Segment Start: Data provided

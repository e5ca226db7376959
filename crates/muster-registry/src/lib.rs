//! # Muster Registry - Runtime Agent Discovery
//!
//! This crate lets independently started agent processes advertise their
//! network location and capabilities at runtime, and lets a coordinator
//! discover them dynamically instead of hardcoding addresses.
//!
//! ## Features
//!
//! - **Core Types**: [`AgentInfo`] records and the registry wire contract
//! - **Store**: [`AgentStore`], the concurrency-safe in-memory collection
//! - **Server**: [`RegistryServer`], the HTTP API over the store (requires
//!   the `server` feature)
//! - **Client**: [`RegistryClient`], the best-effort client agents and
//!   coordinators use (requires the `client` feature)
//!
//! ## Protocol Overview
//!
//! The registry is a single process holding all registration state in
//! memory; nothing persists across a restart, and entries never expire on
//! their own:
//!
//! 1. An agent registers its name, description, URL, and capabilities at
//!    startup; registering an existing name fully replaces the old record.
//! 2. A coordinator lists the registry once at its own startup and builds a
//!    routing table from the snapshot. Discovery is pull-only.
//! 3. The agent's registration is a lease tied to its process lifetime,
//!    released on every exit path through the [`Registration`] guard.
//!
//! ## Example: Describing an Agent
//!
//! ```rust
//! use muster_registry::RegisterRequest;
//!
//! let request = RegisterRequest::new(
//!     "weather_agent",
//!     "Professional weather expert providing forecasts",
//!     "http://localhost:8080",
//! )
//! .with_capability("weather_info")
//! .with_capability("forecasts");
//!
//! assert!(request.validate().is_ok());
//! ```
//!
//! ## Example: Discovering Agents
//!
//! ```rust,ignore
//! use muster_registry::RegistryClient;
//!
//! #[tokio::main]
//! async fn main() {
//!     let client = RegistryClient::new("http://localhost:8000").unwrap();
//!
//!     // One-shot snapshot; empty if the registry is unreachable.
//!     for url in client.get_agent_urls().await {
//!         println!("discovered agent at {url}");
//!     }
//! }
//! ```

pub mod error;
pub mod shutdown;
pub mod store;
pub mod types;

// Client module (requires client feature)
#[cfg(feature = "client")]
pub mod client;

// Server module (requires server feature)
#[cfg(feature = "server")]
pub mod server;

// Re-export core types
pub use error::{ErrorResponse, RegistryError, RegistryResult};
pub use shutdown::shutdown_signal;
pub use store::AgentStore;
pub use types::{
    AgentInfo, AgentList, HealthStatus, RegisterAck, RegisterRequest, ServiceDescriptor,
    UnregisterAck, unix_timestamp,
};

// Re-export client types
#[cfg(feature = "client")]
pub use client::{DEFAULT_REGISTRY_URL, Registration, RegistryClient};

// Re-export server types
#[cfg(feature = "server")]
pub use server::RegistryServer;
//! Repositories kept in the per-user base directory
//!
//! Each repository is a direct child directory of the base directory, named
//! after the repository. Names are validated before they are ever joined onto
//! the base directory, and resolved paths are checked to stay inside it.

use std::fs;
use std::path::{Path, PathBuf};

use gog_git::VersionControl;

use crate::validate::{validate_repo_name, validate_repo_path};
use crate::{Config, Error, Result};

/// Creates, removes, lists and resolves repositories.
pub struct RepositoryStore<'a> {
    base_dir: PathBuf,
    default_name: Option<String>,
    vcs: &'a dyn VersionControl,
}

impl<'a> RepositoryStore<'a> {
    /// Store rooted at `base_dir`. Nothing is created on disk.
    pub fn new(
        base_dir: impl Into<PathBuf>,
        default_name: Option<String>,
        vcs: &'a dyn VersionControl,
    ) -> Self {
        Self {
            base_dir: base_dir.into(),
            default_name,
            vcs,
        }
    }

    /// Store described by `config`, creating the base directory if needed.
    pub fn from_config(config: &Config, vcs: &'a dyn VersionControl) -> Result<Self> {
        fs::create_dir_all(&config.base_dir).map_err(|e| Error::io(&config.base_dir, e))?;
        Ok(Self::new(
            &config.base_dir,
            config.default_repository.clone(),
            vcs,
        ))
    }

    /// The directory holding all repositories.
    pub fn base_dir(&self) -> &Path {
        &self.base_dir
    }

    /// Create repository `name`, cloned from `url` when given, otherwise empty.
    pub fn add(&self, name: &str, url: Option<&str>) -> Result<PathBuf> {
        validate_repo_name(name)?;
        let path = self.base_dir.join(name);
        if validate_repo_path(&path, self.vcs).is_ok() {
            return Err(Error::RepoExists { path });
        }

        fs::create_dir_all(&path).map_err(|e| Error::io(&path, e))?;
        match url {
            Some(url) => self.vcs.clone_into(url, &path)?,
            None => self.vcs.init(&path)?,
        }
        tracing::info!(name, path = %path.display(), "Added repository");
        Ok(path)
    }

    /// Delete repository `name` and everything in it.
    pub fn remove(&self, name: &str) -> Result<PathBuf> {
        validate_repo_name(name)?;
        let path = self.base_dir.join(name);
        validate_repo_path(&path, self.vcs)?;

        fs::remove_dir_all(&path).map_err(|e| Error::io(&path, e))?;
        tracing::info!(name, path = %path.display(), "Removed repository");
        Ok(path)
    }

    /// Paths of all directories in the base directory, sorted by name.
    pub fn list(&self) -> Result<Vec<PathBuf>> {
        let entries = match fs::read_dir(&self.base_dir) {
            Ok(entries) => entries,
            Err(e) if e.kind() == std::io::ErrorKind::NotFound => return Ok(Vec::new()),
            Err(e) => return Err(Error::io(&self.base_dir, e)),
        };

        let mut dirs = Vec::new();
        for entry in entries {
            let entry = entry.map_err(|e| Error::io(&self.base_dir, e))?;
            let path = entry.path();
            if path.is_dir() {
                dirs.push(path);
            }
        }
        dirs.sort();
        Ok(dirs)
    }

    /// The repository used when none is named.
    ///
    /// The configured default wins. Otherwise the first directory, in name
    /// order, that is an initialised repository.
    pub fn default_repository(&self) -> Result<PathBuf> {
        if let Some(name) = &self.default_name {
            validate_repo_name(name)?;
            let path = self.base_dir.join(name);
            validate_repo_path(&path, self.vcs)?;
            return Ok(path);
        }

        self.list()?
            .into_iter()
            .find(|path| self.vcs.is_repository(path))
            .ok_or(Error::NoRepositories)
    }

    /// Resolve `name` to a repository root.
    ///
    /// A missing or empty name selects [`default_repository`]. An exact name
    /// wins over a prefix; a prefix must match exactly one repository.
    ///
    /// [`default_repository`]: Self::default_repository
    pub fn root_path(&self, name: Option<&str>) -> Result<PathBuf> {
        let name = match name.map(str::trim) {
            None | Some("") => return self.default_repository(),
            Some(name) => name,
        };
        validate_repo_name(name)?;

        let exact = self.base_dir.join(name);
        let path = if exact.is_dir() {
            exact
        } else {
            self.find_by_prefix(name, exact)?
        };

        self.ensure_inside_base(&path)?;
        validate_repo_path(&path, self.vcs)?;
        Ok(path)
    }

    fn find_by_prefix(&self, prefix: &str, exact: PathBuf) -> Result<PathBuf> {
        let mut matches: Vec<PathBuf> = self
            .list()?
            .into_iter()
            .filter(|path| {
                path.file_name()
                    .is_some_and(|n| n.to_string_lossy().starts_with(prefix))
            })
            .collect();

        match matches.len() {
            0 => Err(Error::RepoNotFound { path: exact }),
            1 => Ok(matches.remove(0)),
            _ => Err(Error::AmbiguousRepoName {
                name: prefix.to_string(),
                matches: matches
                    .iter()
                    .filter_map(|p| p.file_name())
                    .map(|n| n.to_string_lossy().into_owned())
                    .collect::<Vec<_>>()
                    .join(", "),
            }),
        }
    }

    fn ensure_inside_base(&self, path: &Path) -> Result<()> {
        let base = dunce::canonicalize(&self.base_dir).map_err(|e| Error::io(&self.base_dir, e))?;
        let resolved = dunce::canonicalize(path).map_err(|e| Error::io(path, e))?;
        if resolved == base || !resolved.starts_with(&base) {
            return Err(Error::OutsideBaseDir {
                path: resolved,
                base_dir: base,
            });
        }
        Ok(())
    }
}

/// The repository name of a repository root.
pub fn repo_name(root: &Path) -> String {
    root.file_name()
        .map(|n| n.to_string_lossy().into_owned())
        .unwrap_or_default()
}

Segment End: Data provided

Exercise details » Give back the records word for word. Start at the first line, end at the line containing "3. The agent's", and include both.

Solution »
repository e5ca226db7376959
filename crates/muster-registry/src/lib.rs
//! # Muster Registry - Runtime Agent Discovery
//!
//! This crate lets independently started agent processes advertise their
//! network location and capabilities at runtime, and lets a coordinator
//! discover them dynamically instead of hardcoding addresses.
//!
//! ## Features
//!
//! - **Core Types**: [`AgentInfo`] records and the registry wire contract
//! - **Store**: [`AgentStore`], the concurrency-safe in-memory collection
//! - **Server**: [`RegistryServer`], the HTTP API over the store (requires
//!   the `server` feature)
//! - **Client**: [`RegistryClient`], the best-effort client agents and
//!   coordinators use (requires the `client` feature)
//!
//! ## Protocol Overview
//!
//! The registry is a single process holding all registration state in
//! memory; nothing persists across a restart, and entries never expire on
//! their own:
//!
//! 1. An agent registers its name, description, URL, and capabilities at
//!    startup; registering an existing name fully replaces the old record.
//! 2. A coordinator lists the registry once at its own startup and builds a
//!    routing table from the snapshot. Discovery is pull-only.
//! 3. The agent's registration is a lease tied to its process lifetime,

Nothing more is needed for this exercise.